Hunters in Illinois harvested a preliminary total of 106,018 deer during the seven-day firearm deer hunting season in 2008.  More than 360,000 permits have been issued to date for the 2009 firearm season.  For information on remaining permits, check the IDNR web site at http://www.dnr.state.il.us/admin/firearm.htm

The legal hunting hours for the firearm deer season are one-half hour before sunrise to one-half hour after sunset.

Hunters successful in taking a deer during the firearm season in most counties must register (check in) the deer they harvest by going online at www.dnr.state.il.us/vcheck or by phoning 1-866-IL-CHECK (1-866-452-4325).  Hunters using the online or phone-in system must register their harvest by 10 p.m. on the day they take the deer.  It is recommended that hunters using cell phones to register their harvest wait until they are out of the field and have a clear cell phone signal before attempting to make the harvest report phone call.

Firearm deer hunters in Boone, DeKalb, Grundy, Kane, LaSalle, McHenry, Ogle, Stephenson, and Winnebago counties are reminded to bring their deer to mandatory check stations.  Biologists will be sampling adult deer for chronic wasting disease (CWD), to determine areas of infection and prevalence rates.  The check station locations are listed below (Note:  except for Winnebago County, they are in the same locations as last year):

Boone:  Boone Co. Fairgrounds, located one-half mile north of Rt. 76 and Business Rt. 20, Belvidere

DeKalb:  Shabbona Lake State Recreation Area, 4201 Shabbona Grove Rd., Shabbona

Grundy:  Gebhard Woods State Park; 401 Ottawa St., Morris

Kane:  Shabbona Lake State Recreation Area, 4201 Shabbona Grove Rd., Shabbona

LaSalle:  Buffalo Rock State Park, three miles west of Ottawa on Dee Bennett Rd.

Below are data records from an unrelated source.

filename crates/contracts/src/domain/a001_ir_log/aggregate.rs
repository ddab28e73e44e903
use serde::{Deserialize, Serialize};
use std::fmt;
use std::num::ParseIntError;

use crate::domain::common::AggregateId;

// ============================================================================
// ID Type
// ============================================================================

/// Уникальный идентификатор записи IR-лога (автоинкремент на сервере)
#[derive(Debug, Clone, Copy, PartialEq, Eq, Hash, PartialOrd, Ord, Serialize, Deserialize)]
#[serde(transparent)]
pub struct IrLogId(pub i64);

impl IrLogId {
    pub fn new(value: i64) -> Self {
        Self(value)
    }

    pub fn value(&self) -> i64 {
        self.0
    }
}

impl AggregateId for IrLogId {
    fn as_string(&self) -> String {
        self.0.to_string()
    }

    fn from_string(s: &str) -> Result<Self, String> {
        s.trim()
            .parse::<i64>()
            .map(IrLogId::new)
            .map_err(|e| format!("Invalid log id: {}", e))
    }
}

impl fmt::Display for IrLogId {
    fn fmt(&self, f: &mut fmt::Formatter<'_>) -> fmt::Result {
        write!(f, "{}", self.0)
    }
}

// ============================================================================
// Aggregate
// ============================================================================

/// Запись принятого IR-сигнала.
///
/// Идентичность определяется только `id`; с клиента редактируется только `name`,
/// остальные поля принадлежат серверу.
#[derive(Debug, Clone, PartialEq, Eq, Serialize, Deserialize)]
pub struct IrLog {
    pub id: IrLogId,
    #[serde(default)]
    pub name: String,
    #[serde(default)]
    pub format: String,
    #[serde(default)]
    pub freq: i32,
    /// Длительности импульсов через запятую
    #[serde(default)]
    pub data: String,
    #[serde(default)]
    pub hostname: String,
    #[serde(default)]
    pub deviceid: String,
    /// Unix time, миллисекунды
    #[serde(default)]
    pub created_at: i64,
}

impl IrLog {
    /// Минимальная запись: только идентификатор и имя
    pub fn new(id: IrLogId, name: impl Into<String>) -> Self {
        Self {
            id,
            name: name.into(),
            format: String::new(),
            freq: 0,
            data: String::new(),
            hostname: String::new(),
            deviceid: String::new(),
            created_at: 0,
        }
    }

    /// Разобрать `data` в список длительностей
    pub fn data_values(&self) -> Result<Vec<i32>, ParseIntError> {
        if self.data.trim().is_empty() {
            return Ok(Vec::new());
        }
        self.data
            .split(',')
            .map(|s| s.trim().parse::<i32>())
            .collect()
    }

    /// Имя для отображения.
    ///
    /// Безымянные записи показываются как первые три значения `data` с "...",
    /// так же как их подписывает сервер.
    pub fn display_name(&self) -> String {
        if !self.name.trim().is_empty() {
            return self.name.clone();
        }
        let head: Vec<&str> = self.data.splitn(4, ',').take(3).collect();
        format!("{}...", head.join(","))
    }

    /// `created_at` в формате "YYYY-MM-DD HH:MM:SS" (UTC)
    pub fn created_at_display(&self) -> String {
        match chrono::DateTime::<chrono::Utc>::from_timestamp_millis(self.created_at) {
            Some(dt) => dt.format("%Y-%m-%d %H:%M:%S").to_string(),
            None => "-".to_string(),
        }
    }
}

// ============================================================================
// Form DTO
// ============================================================================

/// Тело `POST /api/log/{id}`; уходит как application/x-www-form-urlencoded
#[derive(Debug, Clone, PartialEq, Eq, Serialize, Deserialize)]
pub struct IrLogNameForm {
    pub name: String,
}

impl IrLogNameForm {
    pub fn from_log(log: &IrLog) -> Self {
        Self {
            name: log.name.clone(),
        }
    }

    pub fn validate(&self) -> Result<(), &'static str> {
        validate_name(&self.name)
    }
}

/// Правило валидации имени: обязательно и не пустое после trim
pub fn validate_name(name: &str) -> Result<(), &'static str> {
    if name.trim().is_empty() {
        return Err("name is required");
    }
    Ok(())
}
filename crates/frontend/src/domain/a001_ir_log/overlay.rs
use contracts::domain::a001_ir_log::IrLog;
use leptos::prelude::*;

/// Surface that displays the working copy of an edit.
///
/// `hide` is idempotent. A user dismissal is reported back to the owner as a
/// single `closed` signal (see `ModalOverlay::take_closed`); a `hide` issued by
/// the session itself is not a `closed`.
pub trait OverlayHost {
    fn show(&self, working: &IrLog);
    fn hide(&self);
}

/// Overlay backed by a signal; the editor modal is rendered while it holds a log.
#[derive(Clone, Copy)]
pub struct ModalOverlay {
    editing: RwSignal<Option<IrLog>>,
}

impl ModalOverlay {
    pub fn new() -> Self {
        Self {
            editing: RwSignal::new(None),
        }
    }

    /// Log currently shown, tracked
    pub fn editing(&self) -> Option<IrLog> {
        self.editing.get()
    }

    /// Hide in response to a user dismissal.
    ///
    /// Returns `true` only for the first dismissal of a show/hide cycle, so the
    /// owner emits exactly one `closed` per cycle.
    pub fn take_closed(&self) -> bool {
        let was_visible = self.editing.with_untracked(Option::is_some);
        if was_visible {
            self.editing.set(None);
        }
        was_visible
    }
}

impl Default for ModalOverlay {
    fn default() -> Self {
        Self::new()
    }
}

impl OverlayHost for ModalOverlay {
    fn show(&self, working: &IrLog) {
        self.editing.set(Some(working.clone()));
    }

    fn hide(&self) {
        if self.editing.with_untracked(Option::is_some) {
            self.editing.set(None);
        }
    }
}
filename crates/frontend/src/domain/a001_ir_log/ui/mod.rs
pub mod details;
pub mod list;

McHenry:  Moraine Hills State Park, McHenry Dam day use area, east of McHenry on
River Road, 2.2 miles south of Rt. 120

Ogle:  Castle Rock State Park, Rt. 2, three miles south of Oregon

Stephenson:  Stephenson Co. Fairgrounds, one mile east of Rt. 26 and Fairgrounds Road, Freeport

Winnebago (NEW LOCATION):  Rock Cut State Park (hunters should utilize the Hwy 173 entrance and follow the signs)

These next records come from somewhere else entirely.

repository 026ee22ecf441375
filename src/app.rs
//! Core application state and logic for the glitch maze game.

use std::time::Instant;

use color_eyre::eyre::Result;
use ratatui::DefaultTerminal;

use crate::{config::Config, events, game::Game, ui};

/// Application state container for the glitch maze game.
///
/// This structure holds the state of the application, which is to say the structure from which
/// Ratatui will render the game and Crossterm events will help writing to.
pub struct App {
    /// Application exit flag.
    ///
    /// This field indicates whether the application should exit. It is set to `true` when the
    /// user wants to quit the game but it starts off `false`.
    pub(crate) exit: bool,
    /// State of the current game run.
    ///
    /// This field holds everything a single run owns: the generated grid, the player and exit
    /// positions, the win flag and the glitch scheduler.
    pub(crate) game: Game,
    /// Parsed command line configuration.
    ///
    /// This field holds the seed and tick-rate options the binary was started with; the tick
    /// rate paces the loop and the seed was consumed when the game was created.
    pub(crate) config: Config,
}

impl App {
    /// Creates a new instance of the App structure from the parsed configuration.
    pub fn new(config: Config) -> Self {
        Self {
            exit: false,
            game: Game::new(config.seed, Instant::now()),
            config,
        }
    }

    /// Runs the main loop of the application.
    ///
    /// This function repeatedly draws a frame, drains at most one input event with a timeout
    /// derived from the tick rate, and advances the glitch timers. The loop continues until the
    /// exit condition is `true`, after which the function returns to the call site.
    ///
    /// # Errors
    ///
    /// - [`std::io::Error`]
    pub fn run(&mut self, terminal: &mut DefaultTerminal) -> Result<()> {
        while !self.exit {
            let _ = terminal.try_draw(|frame| {
                ui::draw(self, frame)
                    .map_err(|err| std::io::Error::new(std::io::ErrorKind::Other, err))
            })?;

            let timeout = self.config.tick_interval();
            events::handle_events(self, timeout)?;

            self.game.tick(Instant::now());
        }

        Ok(())
    }
}

#[cfg(test)]
mod tests {
    use super::*;

    #[test]
    fn test_new_app_starts_unexited() {
        let app = App::new(Config {
            seed: Some(1),
            tick_rate: 30,
        });

        assert!(!app.exit);
        assert!(!app.game.win);
    }

    #[test]
    fn test_new_app_honors_the_seed() {
        let first = App::new(Config {
            seed: Some(8),
            tick_rate: 30,
        });
        let second = App::new(Config {
            seed: Some(8),
            tick_rate: 30,
        });

        assert_eq!(first.game.grid, second.game.grid);
    }
}
//! User interface rendering functions for the game screen.

use color_eyre::eyre::{OptionExt as _, Result};
use ratatui::{
    layout::{Alignment, Constraint, Layout, Rect},
    style::{Color, Style},
    symbols::Marker,
    text::Line,
    widgets::{
        canvas::{Canvas, Points},
        Block, BorderType, Borders, Clear,
    },
    Frame,
};

use crate::{
    glitch::Glitch,
    grid::{Cell, COLS, ROWS},
    App,
};

/// RGB color of wall cells.
const WALL_COLOR: (u8, u8, u8) = (40, 40, 40);

/// RGB color of floor cells.
const FLOOR_COLOR: (u8, u8, u8) = (20, 20, 25);

/// RGB color of the player marker.
const PLAYER_COLOR: (u8, u8, u8) = (100, 200, 255);

/// RGB color of the exit tile.
const EXIT_COLOR: (u8, u8, u8) = (120, 255, 120);

/// Updates the application UI based on the persistent state.
///
/// This function renders the single game screen: the maze grid as a canvas in the center of the
/// frame and a HUD strip at the bottom. The active glitch drives presentation only, here: cell
/// colors invert under the invert-colors glitch and every drawn coordinate mirrors vertically
/// under the flip-world glitch.
///
/// # Errors
///
/// This function may return errors from layout lookups or coordinate conversion failures.
pub(crate) fn draw(app: &App, frame: &mut Frame) -> Result<()> {
    clear(frame);

    let glitch = app.game.scheduler.active();
    let inverted = glitch == Some(Glitch::InvertColors);
    let flipped = glitch == Some(Glitch::FlipWorld);

    // Overall layout: grid area plus a HUD strip at the bottom.
    let overall_layout = Layout::vertical([Constraint::Min(1), Constraint::Length(3)])
        .split(frame.area());

    let grid_content_area = *overall_layout
        .first()
        .ok_or_eyre("failed to get grid content area from layout")?;
    let hud_full_area = *overall_layout
        .last()
        .ok_or_eyre("failed to get HUD area from layout")?;

    let space = center_grid_area(grid_content_area)?;

    // Pre-compute screen coordinates per cell kind to handle errors before closures.
    let mut wall_coords = Vec::new();
    let mut floor_coords = Vec::new();
    for row in 0..ROWS {
        for col in 0..COLS {
            if app.game.grid.cell(col, row) == Some(Cell::Wall) {
                wall_coords.push((col, row));
            } else {
                floor_coords.push((col, row));
            }
        }
    }
    let wall_screen_coords = grid_to_canvas(&wall_coords, flipped)?;
    let floor_screen_coords = grid_to_canvas(&floor_coords, flipped)?;
    let exit_screen_coords = grid_to_canvas(&[app.game.exit], flipped)?;
    let player_screen_coords = grid_to_canvas(&[app.game.player], flipped)?;

    let maze = Canvas::default()
        .x_bounds([
            (-rounded_div::i32(space.width.into(), 2)).into(),
            (rounded_div::i32(space.width.into(), 2)).into(),
        ])
        .y_bounds([
            (-rounded_div::i32(space.height.into(), 2)).into(),
            (rounded_div::i32(space.height.into(), 2)).into(),
        ])
        .marker(Marker::Dot)
        .paint(|ctx| {
            ctx.draw(&Points {
                coords: &floor_screen_coords,
                color: cell_color(FLOOR_COLOR, inverted),
            });
            ctx.draw(&Points {
                coords: &wall_screen_coords,
                color: cell_color(WALL_COLOR, inverted),
            });
            ctx.draw(&Points {
                coords: &exit_screen_coords,
                color: cell_color(EXIT_COLOR, false),
            });
            ctx.draw(&Points {
                coords: &player_screen_coords,
                color: cell_color(PLAYER_COLOR, false),
            });
        });

    frame.render_widget(maze, space);

    hud(app, frame, hud_full_area)?;

    Ok(())
}

/// Clears the terminal screen by rendering a [`Clear`] widget.
///
/// This function renders a clear widget over the entire area of the frame to prepare for
/// rendering new content without artifacts from previous buffers rendered on the same frame.
pub(crate) fn clear(frame: &mut Frame) {
    let clear = Clear;
    frame.render_widget(clear, frame.area());
}

/// Centers a [`COLS`] x [`ROWS`] region within the given area.
///
/// This function nests a vertical and a horizontal layout so the grid canvas always sits in the
/// middle of the available space, the same region the HUD below aligns to.
fn center_grid_area(area: Rect) -> Result<Rect> {
    let space = Layout::vertical([
        Constraint::Min(1),
        Constraint::Length(u16::try_from(ROWS)?),
        Constraint::Min(1),
    ])
    .split(area)
    .get(1)
    .copied()
    .ok_or_eyre("failed to get grid space from vertical layout")?;

    Layout::horizontal([
        Constraint::Min(1),
        Constraint::Length(u16::try_from(COLS)?),
        Constraint::Min(1),
    ])
    .split(space)
    .get(1)
    .copied()
    .ok_or_eyre("failed to get grid space from horizontal layout")
}

/// Renders the HUD strip showing the glitch status or the win message.
///
/// This function draws a top-bordered block titled with the key bindings, and inside it a
/// centered status line naming the active glitch, or the escape message once the player has
/// won.
fn hud(app: &App, frame: &mut Frame, area: Rect) -> Result<()> {
    let hud_area = Layout::horizontal([
        Constraint::Min(1),
        Constraint::Length(u16::try_from(COLS.max(40))?),
        Constraint::Min(1),
    ])
    .split(area)
    .get(1)
    .copied()
    .ok_or_eyre("failed to get centered HUD area from horizontal layout")?;

    let hud_block = Block::bordered()
        .title("(arrows/wasd) move / (r) reset / (q) quit")
        .title_alignment(Alignment::Center)
        .style(Style::default().fg(Color::Gray))
        .border_type(BorderType::Plain)
        .borders(Borders::TOP);

    let inner_area = hud_block.inner(hud_area);

    frame.render_widget(hud_block, hud_area);

    let status = if app.game.win {
        Line::raw("You escaped! Press (r) to restart").centered()
    } else {
        match app.game.scheduler.active() {
            Some(glitch) => Line::raw(format!("Glitch: {}", glitch.label())).centered(),
            None => Line::raw("Glitch: none").centered(),
        }
    };

    frame.render_widget(status, inner_area);

    Ok(())
}

/// Resolves an RGB triple to a terminal color, inverting each channel when requested.
///
/// This function implements the invert-colors glitch at the lowest level: while it is active
/// every grid cell color is replaced by its 255-complement.
const fn cell_color(rgb: (u8, u8, u8), inverted: bool) -> Color {
    if inverted {
        Color::Rgb(255 - rgb.0, 255 - rgb.1, 255 - rgb.2)
    } else {
        Color::Rgb(rgb.0, rgb.1, rgb.2)
    }
}

/// Transforms grid coordinates to centered canvas coordinates.
///
/// This function converts grid coordinates (col, row) to screen coordinates (x, y) using the
/// transformation formulas coordinate[i] = (n - 1) / 2 - i for rows and coordinate[i] = i -
/// (n - 1) / 2 for columns. When `flipped` is set, rows mirror vertically before the transform,
/// which realizes the flip-world glitch for every drawn rectangle.
///
/// # Errors
///
/// This function may return errors from coordinate conversion operations.
fn grid_to_canvas(coords: &[(usize, usize)], flipped: bool) -> Result<Vec<(f64, f64)>> {
    let rows_n = f64::from(u16::try_from(ROWS)?);
    let cols_n = f64::from(u16::try_from(COLS)?);

    coords
        .iter()
        .map(|&(col, row)| {
            let row = if flipped { ROWS - 1 - row } else { row };

            let screen_y = (rows_n - 1.) / 2. - f64::from(u16::try_from(row)?);
            let screen_x = f64::from(u16::try_from(col)?) - (cols_n - 1.) / 2.;

            Ok((screen_x, screen_y))
        })
        .collect()
}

Hunters who participate in the CWD sampling can check the status of their deer through the IDNR web site at http://dnr.state.il.us/cwd/.  Hunters who provide samples from deer that test positive are notified by the IDNR.

While not believed to be contagious to humans or livestock, chronic wasting disease is known to spread from animal to animal among deer and elk. The disease affects the brain of the infected animal, causing them to become emaciated, display abnormal behavior, lose coordination and eventually die.  Illinois expanded its CWD surveillance effort in 2002 following the discovery of the disease in neighboring Wisconsin.

For more information on Illinois deer hunting regulations changes for 2009-2010, check the IDNR web site at this link: 
http://www.dnr.state.il.us/pubaffairs/2009/September/deer.html

Hunting Safety Facts:
• Illinois law requires that anyone born on or after January 1, 1980, must successfully complete a hunter safety course before a regular Illinois hunting license is issued.
• The number one cause of hunting accidents in Illinois is falling from a tree stand.
• Last year in Illinois, there were 38 reported hunting accidents; 30 were the result of tree stand falls and five of those resulted in fatalities.  So far during 2009, there have been 13 reported hunting accidents in Illinois, of which six have involved falls from tree stands.

When using a tree stand, remember the following:
• Check ladder stands before you climb to make sure they are secure.
• Wear a Fall Arrest System/Full Body Safety Harness the moment you leave the ground until you return.
• Use a haul line to raise an unloaded firearm or bow into a stand.

When hunting with a firearm, sportsmen should remember three primary rules of firearm safety:
• Point the muzzle in a safe direction.
• Treat every firearm as if it were loaded.
• Know your target and what is beyond your target.